(Collected data)

☆ ☆ ☆ ☆

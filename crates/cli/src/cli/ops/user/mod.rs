use clap::{Args, Subcommand};

pub mod create;
pub mod delete;

use crate::cli::op::Op;

crate::command_enum! {
    (Create, create::Create),
    (Delete, delete::Delete),
}

pub type UserCommand = Command;

/// User management commands (admin only)
#[derive(Args, Debug, Clone)]
pub struct User {
    #[command(subcommand)]
    pub command: UserCommand,
}

#[async_trait::async_trait]
impl Op for User {
    type Error = OpError;
    type Output = OpOutput;

    async fn execute(&self, ctx: &crate::cli::op::OpContext) -> Result<Self::Output, Self::Error> {
        self.command.execute(ctx).await
    }
}
use axum::extract::State;
use axum::response::{IntoResponse, Response};
use axum::Json;
use serde::Deserialize;
use serde_json::json;

use common::prelude::FolderOutcome;
use common::storage::{folder_move, folder_prefix};

use super::required;
use crate::http_server::error::DashboardError;
use crate::http_server::session::CurrentSession;
use crate::UiState;

const SAME_FOLDER: &str = "Source and destination are the same.";
const EMPTY_FOLDER: &str = "Folder is already empty or does not exist.";

fn message(text: impl Into<String>) -> Response {
    Json(json!({ "message": text.into() })).into_response()
}

#[derive(Debug, Deserialize)]
pub struct RenameFolderRequest {
    pub old_prefix: Option<String>,
    pub new_prefix: Option<String>,
}

pub async fn rename_handler(
    State(state): State<UiState>,
    current: CurrentSession,
    Json(req): Json<RenameFolderRequest>,
) -> Result<Response, DashboardError> {
    let (Some(old), Some(new)) = (required(req.old_prefix), required(req.new_prefix)) else {
        return Err(DashboardError::missing("old_prefix or new_prefix"));
    };
    // Same-folder requests never reach the bucket
    let Some((old, new)) = folder_move(&old, &new)? else {
        return Ok(message(SAME_FOLDER));
    };

    let storage = super::storage(&state, &current).await?;
    let outcome = storage.rename_folder(&old, &new).await;
    state.stats().invalidate(current.session.project_name());

    Ok(match outcome? {
        FolderOutcome::Unchanged => message(SAME_FOLDER),
        FolderOutcome::Empty => message(EMPTY_FOLDER),
        FolderOutcome::Completed { .. } => {
            message(format!("Successfully renamed folder {} to {}", old, new))
        }
    })
}

#[derive(Debug, Deserialize)]
pub struct CopyFolderRequest {
    pub source_folder: Option<String>,
    pub destination_folder: Option<String>,
}

pub async fn copy_handler(
    State(state): State<UiState>,
    current: CurrentSession,
    Json(req): Json<CopyFolderRequest>,
) -> Result<Response, DashboardError> {
    let (Some(src), Some(dst)) = (
        required(req.source_folder),
        required(req.destination_folder),
    ) else {
        return Err(DashboardError::missing("source_folder or destination_folder"));
    };
    let Some((src, dst)) = folder_move(&src, &dst)? else {
        return Ok(message(SAME_FOLDER));
    };

    let storage = super::storage(&state, &current).await?;
    let outcome = storage.copy_folder(&src, &dst).await;
    state.stats().invalidate(current.session.project_name());

    Ok(match outcome? {
        FolderOutcome::Unchanged => message(SAME_FOLDER),
        FolderOutcome::Empty => message(EMPTY_FOLDER),
        FolderOutcome::Completed { .. } => {
            message(format!("Successfully copied folder {} to {}", src, dst))
        }
    })
}

#[derive(Debug, Deserialize)]
pub struct DeleteFolderRequest {
    pub prefix: Option<String>,
}

pub async fn delete_handler(
    State(state): State<UiState>,
    current: CurrentSession,
    Json(req): Json<DeleteFolderRequest>,
) -> Result<Response, DashboardError> {
    let Some(prefix) = required(req.prefix) else {
        return Err(DashboardError::missing("folder prefix"));
    };
    let prefix = folder_prefix(&prefix);

    let storage = super::storage(&state, &current).await?;
    let outcome = storage.delete_folder(&prefix).await;
    state.stats().invalidate(current.session.project_name());

    Ok(match outcome? {
        FolderOutcome::Completed { .. } => message(format!("Successfully deleted folder {}", prefix)),
        FolderOutcome::Empty | FolderOutcome::Unchanged => message(EMPTY_FOLDER),
    })
}
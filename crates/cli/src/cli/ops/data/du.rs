use clap::Args;
use common::prelude::Storage;

use super::DataError;
use crate::cli::op::OpContext;

#[derive(Args, Debug, Clone)]
pub struct Du {
    #[arg(long)]
    pub project: Option<String>,
}

impl Du {
    async fn run(&self, storage: &Storage) -> Result<String, DataError> {
        let stats = storage.bucket_size().await?;
        Ok(format!(
            "Bucket: {}\nTotal Size: {} bytes\nTotal Objects: {}",
            storage.bucket(),
            stats.total_size,
            stats.total_objects
        ))
    }
}

#[async_trait::async_trait]
impl crate::cli::op::Op for Du {
    type Error = DataError;
    type Output = String;

    async fn execute(&self, ctx: &OpContext) -> Result<Self::Output, Self::Error> {
        let storage = super::storage(ctx, self.project.as_deref()).await?;
        self.run(&storage).await
    }
}
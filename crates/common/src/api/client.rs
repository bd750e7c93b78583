use reqwest::header::{HeaderMap, HeaderValue, ACCEPT, AUTHORIZATION};
use reqwest::Client;

use super::error::ApiError;
use super::project::{ListProjectsRequest, ProjectList};
use super::ApiRequest;
use crate::config::ProjectConfig;

/// HTTP client bound to one project's API and one bearer token.
#[derive(Debug, Clone)]
pub struct ApiClient {
    base_url: String,
    client: Client,
}

impl ApiClient {
    /// Fails with [`ApiError::NotAuthenticated`] before any I/O when there
    /// is no token.
    pub fn new(project: &ProjectConfig, token: Option<&str>) -> Result<Self, ApiError> {
        let token = token
            .filter(|t| !t.trim().is_empty())
            .ok_or(ApiError::NotAuthenticated)?;

        let mut authorization = HeaderValue::from_str(&format!("Bearer {}", token))
            .map_err(|_| ApiError::InvalidToken)?;
        authorization.set_sensitive(true);

        let mut default_headers = HeaderMap::new();
        default_headers.insert(AUTHORIZATION, authorization);
        default_headers.insert(ACCEPT, HeaderValue::from_static("application/json"));
        let client = Client::builder().default_headers(default_headers).build()?;

        Ok(Self {
            base_url: project.api_base_url.clone(),
            client,
        })
    }

    pub async fn call<T: ApiRequest>(&self, request: &T) -> Result<T::Response, ApiError> {
        let request_builder = request.build_request(&self.base_url, &self.client)?;
        let response = request_builder.send().await?;

        let status = response.status();
        let url = response.url().clone();
        let body = response.text().await?;
        tracing::debug!(%url, %status, "api response");

        request.parse_response(status, &body)
    }

    /// Find the server-side id for a project name.
    ///
    /// The API has no lookup by name, so this lists every project and
    /// matches on `project_id`. Nothing is cached; every call re-lists.
    pub async fn resolve_project_id(&self, name: &str) -> Result<String, ApiError> {
        let response: ProjectList = self.call(&ListProjectsRequest).await?;

        response
            .results
            .into_iter()
            .filter_map(|p| p.project_id)
            .find(|id| id == name)
            .ok_or_else(|| ApiError::NotFound(format!("Project '{}' not found on the server.", name)))
    }

    /// Get the base URL for API requests
    pub fn base_url(&self) -> &str {
        &self.base_url
    }
}
use reqwest::{Client, RequestBuilder, StatusCode};
use serde::{Deserialize, Serialize};

use super::{decode_json, endpoint, ApiError, ApiRequest};

/// GET /catalog/applications
#[derive(Debug, Clone, Copy)]
pub struct ListApplicationsRequest;

#[derive(Debug, Clone, Default, Serialize, Deserialize)]
pub struct Product {
    #[serde(default)]
    pub name: Option<String>,
    #[serde(default)]
    pub description: Option<String>,
}

#[derive(Debug, Clone, Serialize, Deserialize)]
pub struct ApplicationVersion {
    #[serde(default)]
    pub app_code: Option<String>,
}

#[derive(Debug, Clone, Serialize, Deserialize)]
pub struct Application {
    #[serde(default)]
    pub product: Product,
    #[serde(default)]
    pub versions: Vec<ApplicationVersion>,
}

impl Application {
    /// The code of the first listed version, used when submitting jobs.
    pub fn app_code(&self) -> Option<&str> {
        self.versions.first().and_then(|v| v.app_code.as_deref())
    }
}

#[derive(Debug, Deserialize)]
struct ApplicationList {
    #[serde(default)]
    results: Vec<Application>,
}

impl ApiRequest for ListApplicationsRequest {
    type Response = Vec<Application>;

    fn build_request(&self, base_url: &str, client: &Client) -> Result<RequestBuilder, ApiError> {
        Ok(client.get(endpoint(base_url, &["catalog", "applications"])?))
    }

    fn parse_response(&self, status: StatusCode, body: &str) -> Result<Self::Response, ApiError> {
        let list: ApplicationList = decode_json(status, body)?;
        Ok(list.results)
    }
}

/// GET /catalog/instances
#[derive(Debug, Clone, Copy)]
pub struct ListInstancesRequest;

#[derive(Debug, Clone, Serialize, Deserialize)]
pub struct InstanceType {
    pub instance_type: String,
    pub vcpus: u32,
    pub memory_gb: f64,
}

#[derive(Debug, Deserialize)]
struct InstanceList {
    #[serde(default)]
    instances: Vec<InstanceType>,
}

impl ApiRequest for ListInstancesRequest {
    /// Sorted ascending by instance type.
    type Response = Vec<InstanceType>;

    fn build_request(&self, base_url: &str, client: &Client) -> Result<RequestBuilder, ApiError> {
        Ok(client.get(endpoint(base_url, &["catalog", "instances"])?))
    }

    fn parse_response(&self, status: StatusCode, body: &str) -> Result<Self::Response, ApiError> {
        let mut list: InstanceList = decode_json(status, body)?;
        list.instances
            .sort_by(|a, b| a.instance_type.cmp(&b.instance_type));
        Ok(list.instances)
    }
}
use axum::extract::State;
use axum::response::{IntoResponse, Redirect, Response};
use axum_extra::extract::cookie::{Cookie, CookieJar};

use crate::http_server::session::{session_id, SESSION_COOKIE};
use crate::UiState;

pub async fn handler(State(state): State<UiState>, jar: CookieJar) -> Response {
    if let Some(id) = session_id(&jar) {
        if let Some(session) = state.logout(&id) {
            tracing::info!(project = %session.project_name(), "dashboard session ended");
        }
    }
    let jar = jar.remove(Cookie::build(SESSION_COOKIE).path("/"));
    (jar, Redirect::to("/")).into_response()
}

☆ ☆ ☆ ☆

• _Problem_
Write out only the lines from the very start of the entries above to the line that includes "use super::required;", both ends included, each one unchanged.

• _Problem solution_
filename crates/cli/src/cli/ops/user/mod.rs
use clap::{Args, Subcommand};

pub mod create;
pub mod delete;

use crate::cli::op::Op;

crate::command_enum! {
    (Create, create::Create),
    (Delete, delete::Delete),
}

pub type UserCommand = Command;

/// User management commands (admin only)
#[derive(Args, Debug, Clone)]
pub struct User {
    #[command(subcommand)]
    pub command: UserCommand,
}

#[async_trait::async_trait]
impl Op for User {
    type Error = OpError;
    type Output = OpOutput;

    async fn execute(&self, ctx: &crate::cli::op::OpContext) -> Result<Self::Output, Self::Error> {
        self.command.execute(ctx).await
    }
}
use axum::extract::State;
use axum::response::{IntoResponse, Response};
use axum::Json;
use serde::Deserialize;
use serde_json::json;

use common::prelude::FolderOutcome;
use common::storage::{folder_move, folder_prefix};

use super::required;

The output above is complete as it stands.